» **Exercise brief**
Copy each line in the data below that contains the word "bool".

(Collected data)
##############################

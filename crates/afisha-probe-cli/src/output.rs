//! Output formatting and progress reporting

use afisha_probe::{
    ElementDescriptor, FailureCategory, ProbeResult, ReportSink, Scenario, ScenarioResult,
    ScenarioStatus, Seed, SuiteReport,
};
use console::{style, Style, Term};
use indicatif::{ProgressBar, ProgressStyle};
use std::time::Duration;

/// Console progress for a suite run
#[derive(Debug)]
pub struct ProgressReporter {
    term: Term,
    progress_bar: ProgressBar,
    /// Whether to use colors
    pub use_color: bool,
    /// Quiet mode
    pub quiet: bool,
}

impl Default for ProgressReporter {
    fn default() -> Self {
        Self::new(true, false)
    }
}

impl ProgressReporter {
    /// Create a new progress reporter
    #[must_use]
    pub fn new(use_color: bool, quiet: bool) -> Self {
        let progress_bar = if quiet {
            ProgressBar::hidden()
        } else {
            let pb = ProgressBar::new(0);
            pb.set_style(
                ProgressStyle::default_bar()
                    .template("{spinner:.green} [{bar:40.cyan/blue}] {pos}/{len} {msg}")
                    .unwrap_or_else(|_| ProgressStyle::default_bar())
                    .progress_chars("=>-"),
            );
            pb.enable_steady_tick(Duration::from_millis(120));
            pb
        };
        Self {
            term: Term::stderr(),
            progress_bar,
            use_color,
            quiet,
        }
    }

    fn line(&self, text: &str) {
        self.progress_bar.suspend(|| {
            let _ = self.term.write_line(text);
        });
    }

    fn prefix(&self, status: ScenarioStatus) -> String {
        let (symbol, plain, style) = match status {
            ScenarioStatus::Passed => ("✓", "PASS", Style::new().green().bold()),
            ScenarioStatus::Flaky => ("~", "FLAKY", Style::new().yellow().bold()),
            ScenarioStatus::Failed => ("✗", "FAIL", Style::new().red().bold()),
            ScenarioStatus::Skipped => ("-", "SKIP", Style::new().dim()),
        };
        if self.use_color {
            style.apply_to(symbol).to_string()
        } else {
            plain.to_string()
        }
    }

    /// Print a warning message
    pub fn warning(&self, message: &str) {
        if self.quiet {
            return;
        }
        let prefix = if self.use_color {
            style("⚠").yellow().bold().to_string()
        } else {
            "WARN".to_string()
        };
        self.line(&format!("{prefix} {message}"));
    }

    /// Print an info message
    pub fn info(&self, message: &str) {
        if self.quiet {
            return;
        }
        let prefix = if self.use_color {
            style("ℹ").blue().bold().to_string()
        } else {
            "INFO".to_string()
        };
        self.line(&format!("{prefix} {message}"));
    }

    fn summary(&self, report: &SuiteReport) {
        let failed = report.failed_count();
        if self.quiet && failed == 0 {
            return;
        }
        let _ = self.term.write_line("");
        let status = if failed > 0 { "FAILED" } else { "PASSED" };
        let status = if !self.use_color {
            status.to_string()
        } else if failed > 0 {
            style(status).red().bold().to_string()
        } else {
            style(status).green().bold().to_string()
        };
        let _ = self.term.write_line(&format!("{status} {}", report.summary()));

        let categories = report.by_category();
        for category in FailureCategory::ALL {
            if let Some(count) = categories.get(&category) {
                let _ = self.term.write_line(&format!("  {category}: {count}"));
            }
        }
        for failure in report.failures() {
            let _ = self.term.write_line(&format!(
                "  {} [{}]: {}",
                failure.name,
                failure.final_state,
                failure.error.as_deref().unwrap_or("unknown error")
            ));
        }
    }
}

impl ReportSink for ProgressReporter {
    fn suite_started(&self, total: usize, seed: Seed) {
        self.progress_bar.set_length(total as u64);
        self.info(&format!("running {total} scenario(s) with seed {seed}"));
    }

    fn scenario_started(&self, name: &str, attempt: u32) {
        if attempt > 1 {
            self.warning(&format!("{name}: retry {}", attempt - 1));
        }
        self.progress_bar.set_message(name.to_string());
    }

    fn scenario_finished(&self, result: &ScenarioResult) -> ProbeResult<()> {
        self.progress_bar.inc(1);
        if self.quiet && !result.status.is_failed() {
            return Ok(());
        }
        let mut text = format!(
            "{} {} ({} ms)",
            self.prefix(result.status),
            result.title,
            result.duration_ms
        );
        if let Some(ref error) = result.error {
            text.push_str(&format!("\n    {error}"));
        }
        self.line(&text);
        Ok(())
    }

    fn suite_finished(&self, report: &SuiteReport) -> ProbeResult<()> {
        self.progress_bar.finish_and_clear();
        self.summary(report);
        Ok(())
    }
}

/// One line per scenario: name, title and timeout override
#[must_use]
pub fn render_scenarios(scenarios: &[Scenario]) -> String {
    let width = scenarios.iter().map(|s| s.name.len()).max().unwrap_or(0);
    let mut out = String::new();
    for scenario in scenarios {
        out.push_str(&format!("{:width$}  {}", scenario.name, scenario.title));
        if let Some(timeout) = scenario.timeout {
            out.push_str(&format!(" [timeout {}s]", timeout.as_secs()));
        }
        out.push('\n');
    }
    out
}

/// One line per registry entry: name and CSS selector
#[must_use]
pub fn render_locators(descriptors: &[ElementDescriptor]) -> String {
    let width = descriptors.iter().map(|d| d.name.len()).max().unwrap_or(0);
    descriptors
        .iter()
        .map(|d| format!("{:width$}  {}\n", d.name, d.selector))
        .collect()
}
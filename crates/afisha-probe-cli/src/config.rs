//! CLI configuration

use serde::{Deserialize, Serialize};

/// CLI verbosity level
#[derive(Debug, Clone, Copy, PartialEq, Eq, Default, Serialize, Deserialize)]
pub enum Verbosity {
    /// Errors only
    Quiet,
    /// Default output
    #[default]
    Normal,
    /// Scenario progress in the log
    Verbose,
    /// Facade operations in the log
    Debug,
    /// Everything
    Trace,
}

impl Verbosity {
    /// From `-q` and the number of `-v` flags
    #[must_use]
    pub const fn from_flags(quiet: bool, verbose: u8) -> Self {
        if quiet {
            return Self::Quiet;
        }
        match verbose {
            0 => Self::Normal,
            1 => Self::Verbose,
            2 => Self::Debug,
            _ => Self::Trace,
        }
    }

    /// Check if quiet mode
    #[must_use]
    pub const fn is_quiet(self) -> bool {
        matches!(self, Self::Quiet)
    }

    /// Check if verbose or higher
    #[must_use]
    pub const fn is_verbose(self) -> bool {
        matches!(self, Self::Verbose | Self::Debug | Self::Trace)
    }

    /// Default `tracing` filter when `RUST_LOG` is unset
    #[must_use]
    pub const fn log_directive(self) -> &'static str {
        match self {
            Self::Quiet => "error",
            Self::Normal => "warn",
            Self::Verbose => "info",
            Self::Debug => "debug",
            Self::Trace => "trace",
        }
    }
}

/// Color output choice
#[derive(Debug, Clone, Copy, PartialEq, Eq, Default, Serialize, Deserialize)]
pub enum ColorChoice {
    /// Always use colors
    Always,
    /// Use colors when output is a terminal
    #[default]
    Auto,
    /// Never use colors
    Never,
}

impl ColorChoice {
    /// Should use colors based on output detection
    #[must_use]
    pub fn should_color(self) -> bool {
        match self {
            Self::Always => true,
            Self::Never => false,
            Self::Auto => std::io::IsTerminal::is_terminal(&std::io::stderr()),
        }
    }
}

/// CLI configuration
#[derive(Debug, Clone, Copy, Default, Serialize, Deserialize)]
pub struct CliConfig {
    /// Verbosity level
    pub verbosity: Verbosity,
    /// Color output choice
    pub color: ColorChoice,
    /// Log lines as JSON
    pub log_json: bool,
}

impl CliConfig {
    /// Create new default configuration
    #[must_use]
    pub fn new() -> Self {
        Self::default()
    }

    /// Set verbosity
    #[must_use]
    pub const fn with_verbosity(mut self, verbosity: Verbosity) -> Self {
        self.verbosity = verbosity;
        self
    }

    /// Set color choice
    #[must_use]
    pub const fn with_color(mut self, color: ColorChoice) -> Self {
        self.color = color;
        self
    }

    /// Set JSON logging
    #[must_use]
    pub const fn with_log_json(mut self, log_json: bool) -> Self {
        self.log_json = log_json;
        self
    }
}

##############################

» **Solution**
    pub use_color: bool,
    pub quiet: bool,
    pub fn new(use_color: bool, quiet: bool) -> Self {
    pub const fn from_flags(quiet: bool, verbose: u8) -> Self {
    pub const fn is_quiet(self) -> bool {
    pub const fn is_verbose(self) -> bool {
    pub fn should_color(self) -> bool {
    pub log_json: bool,
    pub const fn with_log_json(mut self, log_json: bool) -> Self {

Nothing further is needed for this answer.